I kind of feel like I'm at a virtual alcoholics anonymous meeting. But surely that's the first clue to the reason why I should be here. I shouldn't feel like I'm stepping up to the gallows by admitting these things. So, here goes.

My name is Sarah... and I'm an insecure writer.



On the advice of Michelle who commented on my Re-introduction post, I've decided to join the insecure writers support group, and this is my first post.

My brain is both my best friend and my worst enemy. First of all, it gives me ideas, and then it taunts me with the ever present fear of those ideas not being good enough, or my own ability isn't good enough to make them brilliant.
Here are some of the thoughts that regularly fill my brain when I'm writing:

1. "You're the only one going to find this interesting, and because you already know what's going to happen, why bother to write it down?"

As I have stated many times before, I've never completed a manuscript of my own original ideas. The most I've ever written in anything is about 20,000 words. Then the doubts creep in and I find myself unable to move forward. The main reason, because I don't think anyone else will find my ideas and my characters interesting. 

2. "You dropped English for Science when you were 16. You've never studied literature or writing, what gives you the right to think that you're just as able to write as people who spend years studying it?"

This is one of my biggest regrets in life. I've always loved literature and writing. But, it's subjective. And I felt that if I put all my eggs in the writing basket, and it turned out that statement (1) was in fact, right, then I was going to have a useless degree and no job to help me clear the debt. Though now I realise that teaching was something I wanted to do... I could have studied literature and taught it. Ergo, regret.

3. "You're such a softie. Even if you get something finished and query worthy, the rejections will break you and you'll never write again."

This is true. I know that even the best writers have gotten rejected in their time so I'm under no illusions that if I ever get around to querying, that I'll be met with a lot of rejections. And it will knock me so hard I don't think I'll be able to get up again.

4. "You're just doing this for the attention. You just want someone to tell you that you're good."

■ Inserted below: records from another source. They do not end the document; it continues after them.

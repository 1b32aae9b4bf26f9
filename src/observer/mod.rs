//! Diagnostic hooks.
//!
//! A parser never logs on its own. Callers that want to see what happens
//! attach a [`ParseObserver`]; [`TracingObserver`] forwards everything to
//! `tracing`.

use std::time::Duration;

use tracing::debug;

/// Figures reported once a parse finishes successfully.
#[derive(Debug, Clone, Copy, PartialEq, Eq)]
pub struct ParseSummary {
    /// Data rows produced (the header row is not counted).
    pub rows: u64,
    /// Raw bytes pushed into the parser.
    pub bytes: u64,
    /// Time between parser construction and finish.
    pub elapsed: Duration,
}

/// Observes a parse without influencing it.
///
/// Both methods have empty default implementations.
pub trait ParseObserver: Send {
    /// Called once, right after the header row is recognised.
    fn on_headers(&mut self, headers: &[String]) {
        let _ = headers;
    }

    /// Called once, when the parse finishes without error.
    fn on_finish(&mut self, summary: &ParseSummary) {
        let _ = summary;
    }
}

/// Logs headers and the final summary at debug level.
#[derive(Debug, Default, Clone, Copy)]
pub struct TracingObserver;

impl ParseObserver for TracingObserver {
    fn on_headers(&mut self, headers: &[String]) {
        debug!(columns = headers.len(), ?headers, "header row");
    }

    fn on_finish(&mut self, summary: &ParseSummary) {
        debug!(
            rows = summary.rows,
            bytes = summary.bytes,
            elapsed_ms = summary.elapsed.as_millis() as u64,
            "parse finished"
        );
    }
}
//! Character-level CSV tokenizer.
//!
//! Turns decoded text into records (lists of field strings). The tokenizer
//! is a pure state machine: it knows nothing about headers, rows or value
//! types, and it never looks ahead. Situations that need one character of
//! lookahead (CRLF, a doubled quote) are represented as their own states so a
//! chunk boundary can fall anywhere.

use crate::error::CsvError;

/// Tokenizer states.
#[derive(Debug, Clone, Copy, PartialEq, Eq)]
pub(crate) enum State {
    /// Outside any quoted span.
    Unquoted,
    /// A CR just ended a record; an immediately following LF is part of it.
    AfterCr,
    /// Inside a quoted span.
    Quoted,
    /// Saw a quote inside a quoted span: either an escaped quote or the end.
    QuoteInQuoted,
}

#[derive(Debug)]
pub(crate) struct Tokenizer {
    delimiter: char,
    quote: char,
    state: State,
    field: String,
    record: Vec<String>,
    /// A quote opened in the current record, so it exists even if empty.
    record_started: bool,
}

impl Tokenizer {
    pub(crate) fn new(delimiter: char, quote: char) -> Self {
        Self {
            delimiter,
            quote,
            state: State::Unquoted,
            field: String::new(),
            record: Vec::new(),
            record_started: false,
        }
    }

    /// Runs every character of `text` through the state machine, handing each
    /// completed record to `on_record`. Stops at the first error it returns.
    pub(crate) fn feed<F>(&mut self, text: &str, mut on_record: F) -> Result<(), CsvError>
    where
        F: FnMut(Vec<String>) -> Result<(), CsvError>,
    {
        for ch in text.chars() {
            if let Some(record) = self.step(ch) {
                on_record(record)?;
            }
        }
        Ok(())
    }

    /// Ends the input.
    ///
    /// Returns the pending record if the input did not end with a line
    /// terminator and the record has started, even if only with `""`.
    pub(crate) fn finish(&mut self) -> Result<Option<Vec<String>>, CsvError> {
        match self.state {
            State::Quoted => return Err(CsvError::UnclosedQuote),
            State::QuoteInQuoted | State::AfterCr => self.state = State::Unquoted,
            State::Unquoted => {}
        }

        if self.field.is_empty() && self.record.is_empty() && !self.record_started {
            return Ok(None);
        }
        Ok(Some(self.end_record()))
    }

    #[cfg(test)]
    pub(crate) fn state(&self) -> State {
        self.state
    }

    fn step(&mut self, ch: char) -> Option<Vec<String>> {
        match self.state {
            State::Unquoted => self.unquoted(ch),
            State::AfterCr => {
                self.state = State::Unquoted;
                if ch == '\n' {
                    None
                } else {
                    self.unquoted(ch)
                }
            }
            State::Quoted => {
                if ch == self.quote {
                    self.state = State::QuoteInQuoted;
                } else {
                    self.field.push(ch);
                }
                None
            }
            State::QuoteInQuoted => {
                if ch == self.quote {
                    // Escaped quote ("")
                    self.field.push(ch);
                    self.state = State::Quoted;
                    None
                } else {
                    self.state = State::Unquoted;
                    self.unquoted(ch)
                }
            }
        }
    }

    fn unquoted(&mut self, ch: char) -> Option<Vec<String>> {
        if ch == self.quote {
            self.state = State::Quoted;
            self.record_started = true;
            None
        } else if ch == self.delimiter {
            let field = std::mem::take(&mut self.field);
            self.record.push(field);
            None
        } else if ch == '\r' {
            self.state = State::AfterCr;
            Some(self.end_record())
        } else if ch == '\n' {
            Some(self.end_record())
        } else {
            self.field.push(ch);
            None
        }
    }

    fn end_record(&mut self) -> Vec<String> {
        let field = std::mem::take(&mut self.field);
        self.record.push(field);
        self.record_started = false;
        std::mem::take(&mut self.record)
    }
}

#[cfg(test)]
mod tests {
    use super::*;

    fn tokenize(text: &str) -> Result<Vec<Vec<String>>, CsvError> {
        let mut tokenizer = Tokenizer::new(',', '"');
        let mut records = Vec::new();
        tokenizer.feed(text, |r| {
            records.push(r);
            Ok(())
        })?;
        records.extend(tokenizer.finish()?);
        Ok(records)
    }

    #[test]
    fn test_simple() {
        assert_eq!(tokenize("a,b,c\n").unwrap(), vec![vec!["a", "b", "c"]]);
    }

    #[test]
    fn test_quoted() {
        assert_eq!(tokenize("\"a,b\",c\n").unwrap(), vec![vec!["a,b", "c"]]);
    }

    #[test]
    fn test_escaped_quotes() {
        assert_eq!(
            tokenize(r#""Say ""Hello""",world"#).unwrap(),
            vec![vec![r#"Say "Hello""#, "world"]]
        );
    }

    #[test]
    fn test_empty_fields() {
        assert_eq!(tokenize("a,,c\n").unwrap(), vec![vec!["a", "", "c"]]);
        assert_eq!(tokenize(",,\n").unwrap(), vec![vec!["", "", ""]]);
    }

    #[test]
    fn test_trailing_delimiter_gives_empty_field() {
        assert_eq!(tokenize("a,b,\n").unwrap(), vec![vec!["a", "b", ""]]);
    }

    #[test]
    fn test_quoted_with_newline() {
        assert_eq!(
            tokenize("\"Line 1\nLine 2\",normal\n").unwrap(),
            vec![vec!["Line 1\nLine 2", "normal"]]
        );
    }

    #[test]
    fn test_line_endings() {
        let expected = vec![vec!["a"], vec!["b"], vec!["c"]];
        assert_eq!(tokenize("a\nb\nc\n").unwrap(), expected);
        assert_eq!(tokenize("a\r\nb\r\nc\r\n").unwrap(), expected);
        assert_eq!(tokenize("a\rb\rc\r").unwrap(), expected);
    }

    #[test]
    fn test_cr_cr_is_two_terminators() {
        assert_eq!(tokenize("a\r\rb").unwrap(), vec![vec!["a"], vec![""], vec!["b"]]);
    }

    #[test]
    fn test_text_after_closing_quote_is_literal() {
        assert_eq!(tokenize("\"ab\"cd,e\n").unwrap(), vec![vec!["abcd", "e"]]);
    }

    #[test]
    fn test_quote_mid_field_opens_span() {
        assert_eq!(tokenize("ab\"c,d\"e\n").unwrap(), vec![vec!["abc,de"]]);
    }

    #[test]
    fn test_unterminated_last_record() {
        assert_eq!(tokenize("a,b\n1,2").unwrap(), vec![vec!["a", "b"], vec!["1", "2"]]);
        assert_eq!(tokenize("a,b\n1,").unwrap(), vec![vec!["a", "b"], vec!["1", ""]]);
    }

    #[test]
    fn test_nothing_pending_after_terminator() {
        assert_eq!(tokenize("a\n").unwrap(), vec![vec!["a"]]);
        assert!(tokenize("").unwrap().is_empty());
    }

    #[test]
    fn test_unclosed_quote() {
        assert!(matches!(tokenize("a\n\"oops\n"), Err(CsvError::UnclosedQuote)));
    }

    #[test]
    fn test_empty_quoted_field_at_end_of_input() {
        assert_eq!(tokenize("\"\"").unwrap(), vec![vec![""]]);
        assert_eq!(tokenize("a\n\"\"").unwrap(), vec![vec!["a"], vec![""]]);
        assert_eq!(tokenize("a\n\"\"\n").unwrap(), vec![vec!["a"], vec![""]]);
    }

    #[test]
    fn test_closing_quote_at_end_of_input() {
        assert_eq!(tokenize("\"x\"").unwrap(), vec![vec!["x"]]);
    }

    #[test]
    fn test_states_survive_split_points() {
        let mut tokenizer = Tokenizer::new(',', '"');
        let mut records = Vec::new();

        for piece in ["\"a\"", "\"b\"", "\r", "\n", "c"] {
            tokenizer
                .feed(piece, |r| {
                    records.push(r);
                    Ok(())
                })
                .unwrap();
        }
        assert_eq!(tokenizer.state(), State::Unquoted);
        records.extend(tokenizer.finish().unwrap());

        assert_eq!(records, vec![vec!["a\"b"], vec!["c"]]);
    }

    #[test]
    fn test_custom_delimiter_and_quote() {
        let mut tokenizer = Tokenizer::new(';', '\'');
        let mut records = Vec::new();
        tokenizer
            .feed("a;'b;c';d\n", |r| {
                records.push(r);
                Ok(())
            })
            .unwrap();
        assert_eq!(records, vec![vec!["a", "b;c", "d"]]);
    }
}
#![no_main]

use libfuzzer_sys::fuzz_target;
use csvrows::{Value, is_numeric};

fuzz_target!(|s: &str| {
    if is_numeric(s) {
        // Verify: everything the grammar accepts parses as a float
        let n: f64 = s.parse().unwrap();
        assert!(!s.starts_with('+') && !s.contains(['e', 'E', ' ']));
        let expected = if n.is_finite() { Value::Number(n) } else { Value::from(s) };
        assert_eq!(Value::classify(s.to_string(), true), expected);
    } else {
        assert_eq!(Value::classify(s.to_string(), true), Value::from(s));
    }
});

This is a constant concern of mine. I'm worried that if, above all else I like the idea of being a writer, than the actual application. Do I just want to sit in a book store with a queue forming for people who want your autograph and to tell me how much they enjoyed my book? If I could make money from writing while remaining completely anonymous, would I still be happy, or am I after this because I want a legion of adoring fans? This I can't answer.
So there's an insight into my brain. A lovely place isn't it? Well this was never going to be a cheery post. But hopefully I'll be able to conquer these and other fears with time and the support of fellow bloggers! 
As for now, I'm off to see John Green in Dublin for his TFIOS tour. Lots of buses and trains but it will be so worth it.

Sarah x

5 comments:

  1. Hi Sarah, welcome to the IWSG!

    I can identify with all of the 4 points above, and I liked some of your turns of phrase, for whatever that's worth.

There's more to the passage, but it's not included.